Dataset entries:
· · · · ·

use std::panic::{catch_unwind, AssertUnwindSafe};

use super::{Document, DocumentFormat, ExtractedDocument, ExtractionError, ExtractionMethod};

/// Document parser using pure Rust crates
pub struct DocumentParser;

impl DocumentParser {
    pub fn new() -> Self {
        Self
    }

    /// Extract plain text from a document
    pub fn extract(&self, document: &Document) -> Result<ExtractedDocument, ExtractionError> {
        tracing::info!(
            "[TextExtractor] Extracting {} ({} bytes)",
            document.format.as_str(),
            document.bytes.len()
        );

        let (raw, method) = match document.format {
            DocumentFormat::Docx => (Self::extract_docx(&document.bytes)?, ExtractionMethod::Primary),
            DocumentFormat::Pdf => {
                extract_pdf_with(&document.bytes, Self::primary_pdf_text, Self::secondary_pdf_text)?
            }
        };

        let text = Self::clean_text(&raw);

        tracing::info!(
            "[TextExtractor] {} extracted: {} chars, {} words ({:?})",
            document.format.as_str(),
            text.chars().count(),
            text.split_whitespace().count(),
            method
        );

        Ok(ExtractedDocument {
            text,
            format: document.format,
            method,
        })
    }

    /// Extract text from DOCX using docx-rs
    fn extract_docx(bytes: &[u8]) -> Result<String, ExtractionError> {
        let doc = guarded("DOCX", || docx_rs::read_docx(bytes))?
            .map_err(|e| ExtractionError::Docx(e.to_string()))?;

        let mut all_text = String::new();
        for child in &doc.document.children {
            Self::extract_docx_content(child, &mut all_text);
        }

        Ok(all_text)
    }

    /// Walk DOCX body elements, one output line per paragraph
    fn extract_docx_content(element: &docx_rs::DocumentChild, output: &mut String) {
        match element {
            docx_rs::DocumentChild::Paragraph(para) => {
                Self::extract_paragraph(para, output);
                output.push('\n');
            }
            docx_rs::DocumentChild::Table(table) => {
                for row in &table.rows {
                    let docx_rs::TableChild::TableRow(tr) = row;
                    let mut cells = Vec::new();
                    for cell in &tr.cells {
                        let docx_rs::TableRowChild::TableCell(tc) = cell;
                        let mut cell_text = String::new();
                        for child in &tc.children {
                            if let docx_rs::TableCellContent::Paragraph(para) = child {
                                Self::extract_paragraph(para, &mut cell_text);
                            }
                        }
                        cells.push(cell_text);
                    }
                    output.push_str(&cells.join(" | "));
                    output.push('\n');
                }
            }
            _ => {}
        }
    }

    fn extract_paragraph(para: &docx_rs::Paragraph, output: &mut String) {
        for child in &para.children {
            match child {
                docx_rs::ParagraphChild::Run(run) => Self::extract_run(run, output),
                docx_rs::ParagraphChild::Hyperlink(link) => {
                    for inner in &link.children {
                        if let docx_rs::ParagraphChild::Run(run) = inner {
                            Self::extract_run(run, output);
                        }
                    }
                }
                _ => {}
            }
        }
    }

    fn extract_run(run: &docx_rs::Run, output: &mut String) {
        for run_child in &run.children {
            match run_child {
                docx_rs::RunChild::Text(text) => output.push_str(&text.text),
                docx_rs::RunChild::Tab(_) => output.push('\t'),
                docx_rs::RunChild::Break(_) => output.push('\n'),
                _ => {}
            }
        }
    }

    /// Primary PDF path: pdf-extract
    fn primary_pdf_text(bytes: &[u8]) -> Result<String, ExtractionError> {
        // pdf-extract (and its font parsers) can panic on malformed fonts/glyphs
        guarded("pdf-extract", || pdf_extract::extract_text_from_mem(bytes))?
            .map_err(|e| ExtractionError::Pdf(e.to_string()))
    }

    /// Secondary PDF path: lopdf page-by-page text extraction
    fn secondary_pdf_text(bytes: &[u8]) -> Result<String, ExtractionError> {
        guarded("lopdf", || {
            let doc = lopdf::Document::load_mem(bytes)
                .map_err(|e| ExtractionError::Pdf(e.to_string()))?;

            let mut text = String::new();
            for page_number in doc.get_pages().keys() {
                match doc.extract_text(&[*page_number]) {
                    Ok(page_text) => {
                        text.push_str(&page_text);
                        text.push('\n');
                    }
                    Err(e) => {
                        tracing::warn!("[TextExtractor] lopdf skipped page {}: {}", page_number, e);
                    }
                }
            }
            Ok(text)
        })?
    }

    /// Normalise line endings, strip trailing spaces, collapse runs of blank lines
    fn clean_text(text: &str) -> String {
        let mut cleaned = String::with_capacity(text.len());
        let mut blank_run = 0;

        for line in text.replace("\r\n", "\n").replace('\r', "\n").lines() {
            let line = line.trim_end();
            if line.trim().is_empty() {
                blank_run += 1;
                if blank_run > 1 {
                    continue;
                }
            } else {
                blank_run = 0;
            }
            cleaned.push_str(line);
            cleaned.push('\n');
        }

        cleaned.trim_matches('\n').to_string()
    }
}

impl Default for DocumentParser {
    fn default() -> Self {
        Self::new()
    }
}

/// Run the primary PDF method and, when it fails or yields only whitespace,
/// the secondary one. Both are plain functions over the bytes.
pub fn extract_pdf_with<P, S>(
    bytes: &[u8],
    primary: P,
    secondary: S,
) -> Result<(String, ExtractionMethod), ExtractionError>
where
    P: FnOnce(&[u8]) -> Result<String, ExtractionError>,
    S: FnOnce(&[u8]) -> Result<String, ExtractionError>,
{
    let primary_outcome = match primary(bytes) {
        Ok(text) if !text.trim().is_empty() => return Ok((text, ExtractionMethod::Primary)),
        Ok(_) => "empty output".to_string(),
        Err(e) => e.to_string(),
    };

    tracing::warn!(
        "[TextExtractor] Primary PDF extraction gave no text ({}), trying fallback",
        primary_outcome
    );

    match secondary(bytes) {
        Ok(text) if !text.trim().is_empty() => Ok((text, ExtractionMethod::Secondary)),
        Ok(_) => Err(ExtractionError::NoText {
            primary: primary_outcome,
        }),
        Err(e) => {
            tracing::warn!("[TextExtractor] Fallback PDF extraction failed: {}", e);
            Err(e)
        }
    }
}

/// Contain panics from third-party parsers
fn guarded<T>(label: &'static str, f: impl FnOnce() -> T) -> Result<T, ExtractionError> {
    catch_unwind(AssertUnwindSafe(f)).map_err(|_| {
        tracing::error!("[TextExtractor] {} PANICKED - likely malformed input", label);
        ExtractionError::Panicked(label)
    })
}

· · · · ·

Task instructions: How many lines in the records contain the word "plain"? Reply with that number only.

Reply to the task: 2